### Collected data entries
------------------------------------------------------------

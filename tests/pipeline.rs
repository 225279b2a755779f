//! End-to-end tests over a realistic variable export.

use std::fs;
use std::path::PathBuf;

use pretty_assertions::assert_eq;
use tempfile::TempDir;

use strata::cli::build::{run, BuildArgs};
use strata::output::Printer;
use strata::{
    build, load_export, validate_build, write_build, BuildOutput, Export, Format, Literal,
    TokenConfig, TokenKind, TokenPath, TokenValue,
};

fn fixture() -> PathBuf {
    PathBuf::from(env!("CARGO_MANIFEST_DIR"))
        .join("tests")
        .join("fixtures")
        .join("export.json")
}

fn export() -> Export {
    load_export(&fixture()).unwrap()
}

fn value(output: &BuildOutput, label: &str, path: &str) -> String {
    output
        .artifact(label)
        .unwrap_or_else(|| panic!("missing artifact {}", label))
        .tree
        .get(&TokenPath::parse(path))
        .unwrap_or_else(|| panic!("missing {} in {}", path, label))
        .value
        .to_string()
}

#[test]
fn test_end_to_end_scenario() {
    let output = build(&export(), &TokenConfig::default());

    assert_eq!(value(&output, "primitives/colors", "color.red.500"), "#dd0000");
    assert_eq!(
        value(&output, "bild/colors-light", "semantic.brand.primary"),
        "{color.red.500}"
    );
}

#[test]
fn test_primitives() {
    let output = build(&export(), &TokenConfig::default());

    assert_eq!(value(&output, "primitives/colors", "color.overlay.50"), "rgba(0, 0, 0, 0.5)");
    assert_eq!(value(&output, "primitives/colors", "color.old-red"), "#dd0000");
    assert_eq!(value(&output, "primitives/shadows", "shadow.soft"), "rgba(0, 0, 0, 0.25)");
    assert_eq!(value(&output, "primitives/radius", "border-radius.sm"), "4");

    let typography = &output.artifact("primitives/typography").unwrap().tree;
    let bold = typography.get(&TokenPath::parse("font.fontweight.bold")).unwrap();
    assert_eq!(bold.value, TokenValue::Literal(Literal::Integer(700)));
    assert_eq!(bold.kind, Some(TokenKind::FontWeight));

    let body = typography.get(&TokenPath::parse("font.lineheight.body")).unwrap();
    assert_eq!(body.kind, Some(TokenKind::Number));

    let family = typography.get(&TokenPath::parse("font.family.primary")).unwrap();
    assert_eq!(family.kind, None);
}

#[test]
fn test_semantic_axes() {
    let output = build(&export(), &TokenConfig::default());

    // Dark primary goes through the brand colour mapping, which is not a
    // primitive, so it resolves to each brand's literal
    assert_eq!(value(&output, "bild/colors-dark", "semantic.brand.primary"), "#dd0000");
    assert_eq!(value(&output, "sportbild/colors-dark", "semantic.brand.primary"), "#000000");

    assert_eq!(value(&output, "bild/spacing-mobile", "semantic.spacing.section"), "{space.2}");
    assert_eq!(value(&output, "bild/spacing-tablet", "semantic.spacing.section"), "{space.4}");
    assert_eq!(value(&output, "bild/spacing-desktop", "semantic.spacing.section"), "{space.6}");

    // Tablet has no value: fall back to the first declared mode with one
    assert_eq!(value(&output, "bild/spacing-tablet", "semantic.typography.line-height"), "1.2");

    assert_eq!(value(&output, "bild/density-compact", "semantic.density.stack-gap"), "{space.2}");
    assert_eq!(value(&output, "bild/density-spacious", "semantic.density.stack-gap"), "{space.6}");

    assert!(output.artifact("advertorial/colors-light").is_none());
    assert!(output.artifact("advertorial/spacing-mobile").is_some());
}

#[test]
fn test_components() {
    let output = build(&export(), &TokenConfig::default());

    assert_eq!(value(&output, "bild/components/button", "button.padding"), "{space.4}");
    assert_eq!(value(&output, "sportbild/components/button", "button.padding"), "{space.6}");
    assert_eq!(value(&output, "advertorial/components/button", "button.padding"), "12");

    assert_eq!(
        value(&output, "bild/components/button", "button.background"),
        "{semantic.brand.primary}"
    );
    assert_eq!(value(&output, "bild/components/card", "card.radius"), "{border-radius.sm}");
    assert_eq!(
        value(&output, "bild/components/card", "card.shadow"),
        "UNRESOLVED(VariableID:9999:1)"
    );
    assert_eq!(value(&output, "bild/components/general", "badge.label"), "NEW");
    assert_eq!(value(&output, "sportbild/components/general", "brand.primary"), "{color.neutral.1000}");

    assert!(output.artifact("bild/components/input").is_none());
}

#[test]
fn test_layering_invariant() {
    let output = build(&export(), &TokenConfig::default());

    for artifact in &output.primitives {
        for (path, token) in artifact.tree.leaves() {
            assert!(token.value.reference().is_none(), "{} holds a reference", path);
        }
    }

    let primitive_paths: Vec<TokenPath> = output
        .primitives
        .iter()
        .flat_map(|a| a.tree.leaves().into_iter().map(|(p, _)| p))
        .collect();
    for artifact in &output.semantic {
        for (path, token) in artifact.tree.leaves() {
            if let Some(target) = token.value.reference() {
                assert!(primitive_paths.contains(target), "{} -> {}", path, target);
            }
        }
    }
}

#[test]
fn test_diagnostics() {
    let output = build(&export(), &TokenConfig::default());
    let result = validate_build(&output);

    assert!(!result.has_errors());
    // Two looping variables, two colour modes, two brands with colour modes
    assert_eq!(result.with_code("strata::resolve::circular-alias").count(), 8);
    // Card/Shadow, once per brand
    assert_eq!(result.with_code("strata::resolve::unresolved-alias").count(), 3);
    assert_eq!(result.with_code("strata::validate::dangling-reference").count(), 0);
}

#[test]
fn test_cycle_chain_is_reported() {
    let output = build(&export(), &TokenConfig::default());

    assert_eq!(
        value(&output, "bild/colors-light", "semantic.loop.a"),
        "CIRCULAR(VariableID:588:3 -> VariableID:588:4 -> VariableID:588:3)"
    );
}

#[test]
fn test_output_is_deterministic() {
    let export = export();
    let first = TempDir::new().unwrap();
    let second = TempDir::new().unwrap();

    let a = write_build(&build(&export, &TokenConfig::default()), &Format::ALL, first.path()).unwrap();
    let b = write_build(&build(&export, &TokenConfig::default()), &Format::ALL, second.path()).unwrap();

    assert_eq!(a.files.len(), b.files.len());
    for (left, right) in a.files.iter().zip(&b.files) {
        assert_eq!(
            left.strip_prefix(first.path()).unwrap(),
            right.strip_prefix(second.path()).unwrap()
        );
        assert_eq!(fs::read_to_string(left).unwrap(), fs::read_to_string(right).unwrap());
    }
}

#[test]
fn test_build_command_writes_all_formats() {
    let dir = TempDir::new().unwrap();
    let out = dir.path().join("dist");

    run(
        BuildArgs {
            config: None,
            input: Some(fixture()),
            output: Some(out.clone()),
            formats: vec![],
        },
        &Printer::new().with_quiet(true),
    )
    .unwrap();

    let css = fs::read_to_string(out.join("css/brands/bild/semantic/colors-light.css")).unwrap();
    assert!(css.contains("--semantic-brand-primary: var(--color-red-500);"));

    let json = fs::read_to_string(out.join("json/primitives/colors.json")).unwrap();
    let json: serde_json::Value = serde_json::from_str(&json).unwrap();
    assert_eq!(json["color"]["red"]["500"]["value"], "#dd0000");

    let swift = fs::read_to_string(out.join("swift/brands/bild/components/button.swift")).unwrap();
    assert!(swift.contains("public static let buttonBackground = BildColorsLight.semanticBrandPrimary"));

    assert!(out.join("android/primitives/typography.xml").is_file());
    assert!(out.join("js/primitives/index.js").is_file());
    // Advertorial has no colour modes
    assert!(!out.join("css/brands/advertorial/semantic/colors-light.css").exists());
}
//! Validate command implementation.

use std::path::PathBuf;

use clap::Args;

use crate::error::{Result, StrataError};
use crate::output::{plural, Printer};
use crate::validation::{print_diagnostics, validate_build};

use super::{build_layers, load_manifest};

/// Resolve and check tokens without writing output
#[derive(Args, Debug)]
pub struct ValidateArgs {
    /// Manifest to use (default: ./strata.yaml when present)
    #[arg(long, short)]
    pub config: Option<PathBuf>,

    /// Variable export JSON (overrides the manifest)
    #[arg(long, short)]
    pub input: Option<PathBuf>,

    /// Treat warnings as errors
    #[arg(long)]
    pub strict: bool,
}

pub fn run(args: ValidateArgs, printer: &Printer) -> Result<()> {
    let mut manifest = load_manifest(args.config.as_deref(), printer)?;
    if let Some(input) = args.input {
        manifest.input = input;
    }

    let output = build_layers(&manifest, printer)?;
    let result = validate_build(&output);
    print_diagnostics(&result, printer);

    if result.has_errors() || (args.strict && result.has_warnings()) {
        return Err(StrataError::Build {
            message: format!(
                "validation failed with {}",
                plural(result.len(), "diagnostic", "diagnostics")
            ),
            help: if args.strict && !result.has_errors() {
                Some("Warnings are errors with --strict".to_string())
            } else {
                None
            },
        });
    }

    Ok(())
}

------------------------------------------------------------

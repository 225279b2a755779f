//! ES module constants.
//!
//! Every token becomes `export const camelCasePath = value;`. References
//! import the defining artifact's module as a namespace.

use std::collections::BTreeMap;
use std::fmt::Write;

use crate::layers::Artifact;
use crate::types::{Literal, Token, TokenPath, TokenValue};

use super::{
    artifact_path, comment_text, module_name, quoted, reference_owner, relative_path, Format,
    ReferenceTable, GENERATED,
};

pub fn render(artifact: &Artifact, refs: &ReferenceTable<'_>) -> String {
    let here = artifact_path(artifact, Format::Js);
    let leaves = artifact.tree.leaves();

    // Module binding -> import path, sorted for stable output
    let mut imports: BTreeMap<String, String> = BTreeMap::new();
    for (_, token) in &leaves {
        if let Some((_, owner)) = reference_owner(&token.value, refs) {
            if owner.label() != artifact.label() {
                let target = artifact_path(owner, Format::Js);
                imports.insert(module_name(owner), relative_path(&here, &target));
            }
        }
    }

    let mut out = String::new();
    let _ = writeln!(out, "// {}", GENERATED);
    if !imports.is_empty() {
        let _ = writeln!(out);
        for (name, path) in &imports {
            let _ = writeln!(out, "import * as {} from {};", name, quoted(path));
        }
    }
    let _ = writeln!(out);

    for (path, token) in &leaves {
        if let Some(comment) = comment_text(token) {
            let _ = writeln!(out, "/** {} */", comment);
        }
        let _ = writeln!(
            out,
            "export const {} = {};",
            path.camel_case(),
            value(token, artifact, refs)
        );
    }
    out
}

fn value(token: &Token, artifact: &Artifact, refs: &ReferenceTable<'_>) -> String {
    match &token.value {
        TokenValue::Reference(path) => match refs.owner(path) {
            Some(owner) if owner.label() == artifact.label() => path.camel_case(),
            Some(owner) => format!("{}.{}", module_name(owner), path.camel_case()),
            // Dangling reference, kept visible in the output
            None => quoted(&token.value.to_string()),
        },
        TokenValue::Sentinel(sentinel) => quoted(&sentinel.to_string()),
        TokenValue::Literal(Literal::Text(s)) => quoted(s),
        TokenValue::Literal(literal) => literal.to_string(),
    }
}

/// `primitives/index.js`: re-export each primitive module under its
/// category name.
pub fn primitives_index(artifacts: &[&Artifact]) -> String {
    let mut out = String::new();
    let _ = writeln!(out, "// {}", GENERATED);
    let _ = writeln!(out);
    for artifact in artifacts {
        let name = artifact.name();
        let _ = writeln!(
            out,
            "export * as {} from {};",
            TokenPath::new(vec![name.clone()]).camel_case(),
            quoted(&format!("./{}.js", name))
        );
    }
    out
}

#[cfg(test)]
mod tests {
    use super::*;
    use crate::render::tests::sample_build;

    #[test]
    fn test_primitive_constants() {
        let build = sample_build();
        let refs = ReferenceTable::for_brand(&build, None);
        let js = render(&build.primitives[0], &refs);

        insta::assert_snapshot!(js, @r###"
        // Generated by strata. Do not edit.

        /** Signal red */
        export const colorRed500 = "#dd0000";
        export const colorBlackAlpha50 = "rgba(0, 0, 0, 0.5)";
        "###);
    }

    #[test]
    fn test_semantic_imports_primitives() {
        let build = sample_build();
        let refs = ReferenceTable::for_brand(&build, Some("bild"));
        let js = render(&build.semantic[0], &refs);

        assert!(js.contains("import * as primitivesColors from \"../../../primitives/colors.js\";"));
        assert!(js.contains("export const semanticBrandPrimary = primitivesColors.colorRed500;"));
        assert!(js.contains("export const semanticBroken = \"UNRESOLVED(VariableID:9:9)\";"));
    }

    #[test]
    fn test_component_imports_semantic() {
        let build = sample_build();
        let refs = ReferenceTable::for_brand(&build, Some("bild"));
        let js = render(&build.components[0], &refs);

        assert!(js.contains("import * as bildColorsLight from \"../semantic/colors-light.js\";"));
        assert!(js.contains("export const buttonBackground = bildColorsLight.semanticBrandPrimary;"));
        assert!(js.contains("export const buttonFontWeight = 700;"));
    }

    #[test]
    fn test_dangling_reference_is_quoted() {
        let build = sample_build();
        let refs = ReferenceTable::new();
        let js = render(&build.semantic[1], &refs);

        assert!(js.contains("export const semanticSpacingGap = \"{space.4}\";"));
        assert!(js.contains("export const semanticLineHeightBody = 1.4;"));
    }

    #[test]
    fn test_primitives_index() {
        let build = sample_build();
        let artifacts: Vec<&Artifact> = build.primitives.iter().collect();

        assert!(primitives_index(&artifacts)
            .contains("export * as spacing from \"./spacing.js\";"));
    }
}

------------------------------------------------------------

### DIRECTIONS FOR THIS TASK
All lines in the records above that contain "VariableID" are to be reported.

### TASK RESULT
        "UNRESOLVED(VariableID:9999:1)"
        "CIRCULAR(VariableID:588:3 -> VariableID:588:4 -> VariableID:588:3)"
        assert!(js.contains("export const semanticBroken = \"UNRESOLVED(VariableID:9:9)\";"));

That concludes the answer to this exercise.